5) The decay of religion, fading into a mere form, losing touch with life, losing power to guide the people.
          –From The Decline and Fall of the Roman Empire by Edward Gibbon

Revelation 19:1

When I quit this mortal shore
And wander 'round this earth no more,
Don't weep, don't sigh, don't sob.
Maybe I've struck a better job.
And don't go and buy a large bouquet
In which you'll find it hard to pay.
Don't mope around and feel all blue.
I may be better off than you.
If you've got roses, bless your soul,
Just pin one on my button hole
While I'm alive and here today,
Don't wait until I've gone away.
          –Author unknown

Revelation 19:11-21

They were looking for a king
To slay their foes and lift them high;
Thou cam'st, a little baby thing
That made a woman cry.
          –George McDonald

Revelation 20:1-6

"If you will tell me why God let him loose in the first place, I'll tell you why God let him loose in the second place."
          –Dr. Lewis Sperry Chafer on why Satan is loosed after God had put him in the abyss in chains

Revelation 20:4-9

"Then I will just have to apologize and say that I must have misunderstood the Lord. But suppose we get over there and find that it is true? What then?"
          –Dr. Bill Anderson, when asked, "Suppose we get over there and find out that what you preach about hell is not true at all?"

Revelation 21:2-5

"The following notice appeared in a recent addition of the Sunday bulletin of St. Thomas the Apostle Church.

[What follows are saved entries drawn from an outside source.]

//! Entity pool: individuals and organizations renting space

use chrono::{DateTime, NaiveDate, Utc};
use serde::{Deserialize, Serialize};
use uuid::Uuid;
use validator::Validate;

use crate::utils::validation::{ein_validator, phone_validator};

/// A person who can hold a contract or be responsible for a venue
#[derive(Debug, Clone, Serialize, Deserialize)]
pub struct Individual {
    pub id: Uuid,
    pub name_first: String,
    pub name_last: String,
    pub dob: Option<NaiveDate>,
    pub address: Option<String>,
    pub phone_number1: Option<String>,
    pub phone_number2: Option<String>,
    pub email: Option<String>,
    pub photo: Option<String>,
    /// Access credentials
    pub rf_id: Option<String>,
    pub key_id: Option<String>,
    pub created_at: DateTime<Utc>,
    pub updated_at: DateTime<Utc>,
}

impl Individual {
    pub fn full_name(&self) -> String {
        format!("{} {}", self.name_first, self.name_last)
    }
}

#[derive(Debug, Clone, Serialize, Deserialize, Validate)]
pub struct IndividualRequest {
    #[validate(length(min = 1, max = 100))]
    pub name_first: String,
    #[validate(length(min = 1, max = 100))]
    pub name_last: String,
    #[serde(default)]
    pub dob: Option<NaiveDate>,
    #[serde(default)]
    pub address: Option<String>,
    #[serde(default)]
    #[validate(custom(function = "phone_validator"))]
    pub phone_number1: Option<String>,
    #[serde(default)]
    #[validate(custom(function = "phone_validator"))]
    pub phone_number2: Option<String>,
    #[serde(default)]
    #[validate(email)]
    pub email: Option<String>,
    #[serde(default)]
    #[validate(length(max = 100))]
    pub rf_id: Option<String>,
    #[serde(default)]
    #[validate(length(max = 100))]
    pub key_id: Option<String>,
}

/// A company or non-profit renting space
#[derive(Debug, Clone, Serialize, Deserialize)]
pub struct Organization {
    pub id: Uuid,
    pub name: String,
    /// Employer identification number
    pub ein: String,
    pub info: String,
    pub logo: Option<String>,
    pub created_at: DateTime<Utc>,
    pub updated_at: DateTime<Utc>,
}

#[derive(Debug, Clone, Serialize, Deserialize, Validate)]
pub struct OrganizationRequest {
    #[validate(length(min = 1, max = 200))]
    pub name: String,
    #[validate(custom(function = "ein_validator"))]
    pub ein: String,
    #[serde(default)]
    pub info: String,
}

/// Dashboard view of the entity pool
#[derive(Debug, Clone, Serialize, Deserialize)]
pub struct EntitiesOverview {
    pub individuals: Vec<IndividualSummary>,
    pub organizations: Vec<OrganizationSummary>,
}

#[derive(Debug, Clone, Serialize, Deserialize)]
pub struct IndividualSummary {
    pub id: Uuid,
    pub full_name: String,
    pub email: Option<String>,
    pub phone: Option<String>,
    pub has_photo: bool,
    pub created_at: DateTime<Utc>,
}

impl From<&Individual> for IndividualSummary {
    fn from(individual: &Individual) -> Self {
        Self {
            id: individual.id,
            full_name: individual.full_name(),
            email: individual.email.clone(),
            phone: individual.phone_number1.clone(),
            has_photo: individual.photo.is_some(),
            created_at: individual.created_at,
        }
    }
}

#[derive(Debug, Clone, Serialize, Deserialize)]
pub struct OrganizationSummary {
    pub id: Uuid,
    pub name: String,
    pub ein: String,
    pub has_logo: bool,
    pub created_at: DateTime<Utc>,
}

impl From<&Organization> for OrganizationSummary {
    fn from(org: &Organization) -> Self {
        Self {
            id: org.id,
            name: org.name.clone(),
            ein: org.ein.clone(),
            has_logo: org.logo.is_some(),
            created_at: org.created_at,
        }
    }
}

Now here it is: To make it possible for everyone to attend church next Sunday, cots will be placed in the vestibule for those who say that Sunday is the only day they can sleep in. We will have steel helmets for those who say the roof would cave in if they ever came to church. Blankets will be furnished for those who think the church is too cold and fans for those who think it's too hot. We will have hearing aids for those who say the pastor speaks too softly and cotton for those who say he preaches too loudly. Score cards will be available for those who wish to list the hypocrites present. Some relatives will be in attendance for those who like to go visiting on Sundays. There will be TV dinners for those who can't go to church and cook dinner too. One section will be devoted to trees and grass for those who like to seek God in nature. And finally, the sanctuary will be decorated with both Christmas poinsettias and Easter lilies for those who have never seen the church without them."
          –B.E. Fitzgerald

Revelation 21:22–22:1

Jerusalem the Golden

Jerusalem, the golden, with milk and honey blest!
Beneath thy contemplation sink heart and voice oppressed;
I know not, O I know not what joys await me there;
What radiancy of glory, what bliss beyond compare.